Stamp told Rantz that members of the team were shocked after they spent only 30 minutes at the venue before they started receiving complaints, adding that the team is patriotic, but doesn’t make statements about politics.

“My team doesn’t take a political stance. We came to dance,” she said. “We’re a patriotic group. We support our military, our veterans, our first responders. We’re a group of patriots.”

In the Facebook post, the group said they were not the only one that received this treatment.

“Our friends, West Coast Country Heat, who were also scheduled to dance for the convention that evening also did not perform as they too proudly don the colors of our country in the same spirit of patriotism that we do,” the post said. “Both of our teams stood in solidarity and put actions to words.”

But, the group said watching the two teams band together was “the greatest performance.”

“These people are strong, resolute and unwavering in their patriotism,” the Borderline Dance Team said. “They are the families and friends of people who have suffered the unimaginable so that we may all have our own opinions and sleep soundly in our beds at night. THAT is why we wear the colors. Because although we may not always agree with the current state of things, we recognize that being an American means true FREEDOM.”

“We all understood and accepted this and walked out with class and dignity despite the discrimination we had experienced,” the post added.

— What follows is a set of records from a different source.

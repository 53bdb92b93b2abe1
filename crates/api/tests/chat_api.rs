//! HTTP-level integration tests for project chat, read status,
//! collaborators and change publishing.

mod common;

use std::sync::Arc;

use axum::http::StatusCode;
use axum::Router;
use common::{
    body_json, create_project, delete_auth, get_auth, post_json_auth, put_json_auth, signup,
};
use filmcraft_api::ws::WsManager;
use filmcraft_events::{ChangeTable, EventBus};
use serde_json::{json, Value};
use sqlx::PgPool;

async fn post_message(app: &Router, token: &str, project_id: i64, body: Value) -> Value {
    let response = post_json_auth(
        app.clone(),
        &format!("/api/v1/projects/{project_id}/messages"),
        body,
        token,
    )
    .await;
    assert_eq!(response.status(), StatusCode::CREATED);
    body_json(response).await["data"].clone()
}

async fn invite(app: &Router, token: &str, project_id: i64, body: Value) -> axum::response::Response {
    post_json_auth(
        app.clone(),
        &format!("/api/v1/projects/{project_id}/collaborators"),
        body,
        token,
    )
    .await
}

/// Owner plus an editor collaborator on one project.
async fn team(app: &Router) -> (String, String, i64) {
    let (owner, _) = signup(app, "owner@example.com").await;
    let (editor, _) = signup(app, "editor@example.com").await;
    let id = create_project(app, &owner, "Lighthouse").await;
    let response = invite(app, &owner, id, json!({ "email": "editor@example.com", "role": "editor" })).await;
    assert_eq!(response.status(), StatusCode::CREATED);
    (owner, editor, id)
}

// ---------------------------------------------------------------------------
// Messages
// ---------------------------------------------------------------------------

#[sqlx::test(migrations = "../../db/migrations")]
async fn test_post_and_list_messages(pool: PgPool) {
    let app = common::build_test_app(pool);
    let (owner, editor, id) = team(&app).await;

    let first = post_message(&app, &owner, id, json!({ "content": "Call time is 6am" })).await;
    assert_eq!(first["message_type"], "general");
    assert_eq!(first["author_label"], "You");
    assert_eq!(first["is_own"], true);
    assert_eq!(first["metadata"]["author_email"], "owner@example.com");

    post_message(
        &app,
        &editor,
        id,
        json!({ "content": "Which lens for the storm?", "message_type": "question" }),
    )
    .await;

    let json = body_json(get_auth(app.clone(), &format!("/api/v1/projects/{id}/messages"), &editor).await).await;
    let messages = json["data"].as_array().unwrap();
    assert_eq!(messages.len(), 2);
    assert_eq!(messages[0]["author_label"], "owner@example.com");
    assert_eq!(messages[0]["is_own"], false);
    assert_eq!(messages[1]["author_label"], "You");

    let json = body_json(
        get_auth(app.clone(), &format!("/api/v1/projects/{id}/messages?type=question"), &owner).await,
    )
    .await;
    assert_eq!(json["data"].as_array().unwrap().len(), 1);

    let json = body_json(
        get_auth(app.clone(), &format!("/api/v1/projects/{id}/messages?type=all&q=CALL"), &owner).await,
    )
    .await;
    assert_eq!(json["data"].as_array().unwrap().len(), 1);
    assert_eq!(json["data"][0]["content"], "Call time is 6am");

    let response = get_auth(app, &format!("/api/v1/projects/{id}/messages?type=gossip"), &owner).await;
    assert_eq!(response.status(), StatusCode::BAD_REQUEST);
}

#[sqlx::test(migrations = "../../db/migrations")]
async fn test_blank_message_rejected(pool: PgPool) {
    let app = common::build_test_app(pool);
    let (owner, _) = signup(&app, "owner@example.com").await;
    let id = create_project(&app, &owner, "Lighthouse").await;

    let response = post_json_auth(
        app,
        &format!("/api/v1/projects/{id}/messages"),
        json!({ "content": "   " }),
        &owner,
    )
    .await;
    assert_eq!(response.status(), StatusCode::BAD_REQUEST);
}

#[sqlx::test(migrations = "../../db/migrations")]
async fn test_search_messages(pool: PgPool) {
    let app = common::build_test_app(pool);
    let (owner, _) = signup(&app, "owner@example.com").await;
    let id = create_project(&app, &owner, "Lighthouse").await;
    post_message(&app, &owner, id, json!({ "content": "Book the crane" })).await;
    post_message(&app, &owner, id, json!({ "content": "Crane confirmed" })).await;
    post_message(&app, &owner, id, json!({ "content": "Lunch at noon" })).await;

    let json = body_json(
        get_auth(app.clone(), &format!("/api/v1/projects/{id}/messages/search?q=crane"), &owner).await,
    )
    .await;
    let results = json["data"].as_array().unwrap();
    assert_eq!(results.len(), 2);
    assert_eq!(results[0]["content"], "Crane confirmed", "newest first");

    let json = body_json(
        get_auth(app, &format!("/api/v1/projects/{id}/messages/search?q=%20"), &owner).await,
    )
    .await;
    assert!(json["data"].as_array().unwrap().is_empty());
}

/// Only the author may edit or delete a message.
#[sqlx::test(migrations = "../../db/migrations")]
async fn test_edit_and_delete_own_messages(pool: PgPool) {
    let app = common::build_test_app(pool);
    let (owner, editor, id) = team(&app).await;
    let message_id = post_message(&app, &owner, id, json!({ "content": "Wrap at 8" })).await["id"]
        .as_i64()
        .unwrap();
    let uri = format!("/api/v1/messages/{message_id}");

    let response = put_json_auth(app.clone(), &uri, json!({ "content": "Wrap at 9" }), &editor).await;
    assert_eq!(response.status(), StatusCode::FORBIDDEN);
    let response = delete_auth(app.clone(), &uri, &editor).await;
    assert_eq!(response.status(), StatusCode::FORBIDDEN);

    let response = put_json_auth(app.clone(), &uri, json!({ "content": "Wrap at 9" }), &owner).await;
    assert_eq!(response.status(), StatusCode::OK);
    let json = body_json(response).await;
    assert_eq!(json["data"]["content"], "Wrap at 9");
    assert_eq!(json["data"]["metadata"]["edited"], true);
    assert!(json["data"]["metadata"]["edited_at"].is_string());

    let response = delete_auth(app.clone(), &uri, &owner).await;
    assert_eq!(response.status(), StatusCode::NO_CONTENT);
    let response = delete_auth(app, &uri, &owner).await;
    assert_eq!(response.status(), StatusCode::NOT_FOUND);
}

// ---------------------------------------------------------------------------
// Read status
// ---------------------------------------------------------------------------

/// Unread counts skip the reader's own messages and reset on mark-read.
#[sqlx::test(migrations = "../../db/migrations")]
async fn test_read_status(pool: PgPool) {
    let app = common::build_test_app(pool);
    let (owner, editor, id) = team(&app).await;
    let read_uri = format!("/api/v1/projects/{id}/messages/read");

    let first = post_message(&app, &owner, id, json!({ "content": "One" })).await;
    post_message(&app, &owner, id, json!({ "content": "Two" })).await;
    post_message(&app, &editor, id, json!({ "content": "Mine" })).await;

    let json = body_json(get_auth(app.clone(), &read_uri, &editor).await).await;
    assert_eq!(json["data"]["unread_count"], 2);
    assert_eq!(json["data"]["badge"], "2");
    assert!(json["data"]["last_read_message_id"].is_null());

    let response = put_json_auth(
        app.clone(),
        &read_uri,
        json!({ "last_read_message_id": first["id"] }),
        &editor,
    )
    .await;
    assert_eq!(response.status(), StatusCode::OK);
    assert_eq!(body_json(response).await["data"]["unread_count"], 1);

    let json = body_json(put_json_auth(app.clone(), &read_uri, json!({}), &editor).await).await;
    assert_eq!(json["data"]["unread_count"], 0);
    assert!(json["data"]["badge"].is_null());

    let response = put_json_auth(app, &read_uri, json!({ "last_read_message_id": 999_999 }), &editor).await;
    assert_eq!(response.status(), StatusCode::BAD_REQUEST);
}

// ---------------------------------------------------------------------------
// Collaborators
// ---------------------------------------------------------------------------

#[sqlx::test(migrations = "../../db/migrations")]
async fn test_invite_defaults_and_listing(pool: PgPool) {
    let app = common::build_test_app(pool);
    let (owner, _) = signup(&app, "owner@example.com").await;
    let id = create_project(&app, &owner, "Lighthouse").await;

    let response = invite(&app, &owner, id, json!({ "email": "  Pending@Example.com " })).await;
    assert_eq!(response.status(), StatusCode::CREATED);
    let json = body_json(response).await;
    assert_eq!(json["data"]["email"], "pending@example.com");
    assert_eq!(json["data"]["role"], "viewer");
    assert_eq!(json["data"]["film_role"], "crew");
    assert_eq!(json["data"]["film_role_label"], "General Crew");
    assert_eq!(json["data"]["joined"], false);

    let response = invite(
        &app,
        &owner,
        id,
        json!({ "email": "pending@example.com", "role": "editor" }),
    )
    .await;
    assert_eq!(response.status(), StatusCode::CONFLICT);

    let response = invite(&app, &owner, id, json!({ "email": "owner@example.com" })).await;
    assert_eq!(response.status(), StatusCode::CONFLICT);

    let response = invite(
        &app,
        &owner,
        id,
        json!({ "email": "dp@example.com", "film_role": "grip" }),
    )
    .await;
    assert_eq!(response.status(), StatusCode::BAD_REQUEST);

    let json = body_json(
        get_auth(app, &format!("/api/v1/projects/{id}/collaborators"), &owner).await,
    )
    .await;
    assert_eq!(json["data"].as_array().unwrap().len(), 1);
}

/// Only admins manage the team; removal revokes access.
#[sqlx::test(migrations = "../../db/migrations")]
async fn test_remove_collaborator(pool: PgPool) {
    let app = common::build_test_app(pool);
    let (owner, editor, id) = team(&app).await;

    let response = invite(&app, &editor, id, json!({ "email": "friend@example.com" })).await;
    assert_eq!(response.status(), StatusCode::FORBIDDEN);

    let json = body_json(
        get_auth(app.clone(), &format!("/api/v1/projects/{id}/collaborators"), &editor).await,
    )
    .await;
    let collaborator = &json["data"][0];
    assert_eq!(collaborator["joined"], true);
    let collaborator_id = collaborator["id"].as_i64().unwrap();

    let response = delete_auth(app.clone(), &format!("/api/v1/collaborators/{collaborator_id}"), &editor).await;
    assert_eq!(response.status(), StatusCode::FORBIDDEN);

    let response = delete_auth(app.clone(), &format!("/api/v1/collaborators/{collaborator_id}"), &owner).await;
    assert_eq!(response.status(), StatusCode::NO_CONTENT);

    let response = get_auth(app, &format!("/api/v1/projects/{id}"), &editor).await;
    assert_eq!(response.status(), StatusCode::NOT_FOUND);
}

/// A removed collaborator stops receiving the project's invalidations on
/// connections that are already open.
#[sqlx::test(migrations = "../../db/migrations")]
async fn test_remove_collaborator_revokes_realtime(pool: PgPool) {
    let ws_manager = Arc::new(WsManager::new());
    let app = common::build_test_app_with_ws(pool, Arc::clone(&ws_manager));
    let (owner, owner_id) = signup(&app, "owner@example.com").await;
    let (_, editor_id) = signup(&app, "editor@example.com").await;
    let id = create_project(&app, &owner, "Lighthouse").await;
    let json = body_json(invite(&app, &owner, id, json!({ "email": "editor@example.com" })).await).await;
    let collaborator_id = json["data"]["id"].as_i64().unwrap();

    let _editor_rx = ws_manager.add("editor-conn".to_string(), Some(editor_id)).await;
    let _owner_rx = ws_manager.add("owner-conn".to_string(), Some(owner_id)).await;
    ws_manager.subscribe("editor-conn", id).await;
    ws_manager.subscribe("owner-conn", id).await;

    let response = delete_auth(app, &format!("/api/v1/collaborators/{collaborator_id}"), &owner).await;
    assert_eq!(response.status(), StatusCode::NO_CONTENT);
    assert_eq!(ws_manager.subscriber_count(id).await, 1);
    assert!(!ws_manager.unsubscribe("editor-conn", id).await);
}

// ---------------------------------------------------------------------------
// Change publishing
// ---------------------------------------------------------------------------

/// Mutations publish a change event naming the project, table and actor.
#[sqlx::test(migrations = "../../db/migrations")]
async fn test_mutations_publish_changes(pool: PgPool) {
    let bus = Arc::new(EventBus::default());
    let mut rx = bus.subscribe();
    let app = common::build_test_app_with_bus(pool, Arc::clone(&bus));
    let (owner, user_id) = signup(&app, "owner@example.com").await;

    let id = create_project(&app, &owner, "Lighthouse").await;
    let event = rx.recv().await.unwrap();
    assert_eq!(event.project_id, id);
    assert_eq!(event.table, ChangeTable::Projects);
    assert_eq!(event.actor_user_id, Some(user_id));

    post_message(&app, &owner, id, json!({ "content": "Hello" })).await;
    let event = rx.recv().await.unwrap();
    assert_eq!(event.table, ChangeTable::Comments);

    // Reads publish nothing.
    get_auth(app, &format!("/api/v1/projects/{id}/messages"), &owner).await;
    assert!(rx.try_recv().is_err());
}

The Rain Country Dance Association did not respond to Fox News Digital’s request for comment but indirectly addressed the incident on Facebook.

“Hi y’all! After the close of another amazing Hoedown weekend, we know there are some questions about the Saturday night performance line-up,” the post read.

“We appreciate y’all giving us the time to clear up misunderstandings and address the situation with people directly involved. We will be posting a follow-up statement later this week once we are able to have those conversations.”

In a Facebook comment, board president Ziadee Cambier said members of the Borderline Dance Team weren’t asked to leave.

“We will be in continued communication with the captains of the dance teams that were slated to perform Saturday,” she wrote.

“To clarify, as this was not a competition, no one was disqualified and no one was asked to leave. While we are mending our relationships directly with the dance teams we will be disabling comments on this post. We will be sharing more information later this week, to hopefully clear up any misunderstandings.”

Stamp disagreed and told Rantz she didn’t think there was miscommunication.

“It’s pretty clear to me, there’s always room for error in any situation, but I don’t believe so,” she said.

“I would just love to see more conversations opened about people accepting one another,” she added. “About being wholly inclusive. You know, every group of person talks about being inclusive and accepting. And I think that we need to work on being inclusive and accepting of people outside of our immediate comfort zones. I would love to see that.”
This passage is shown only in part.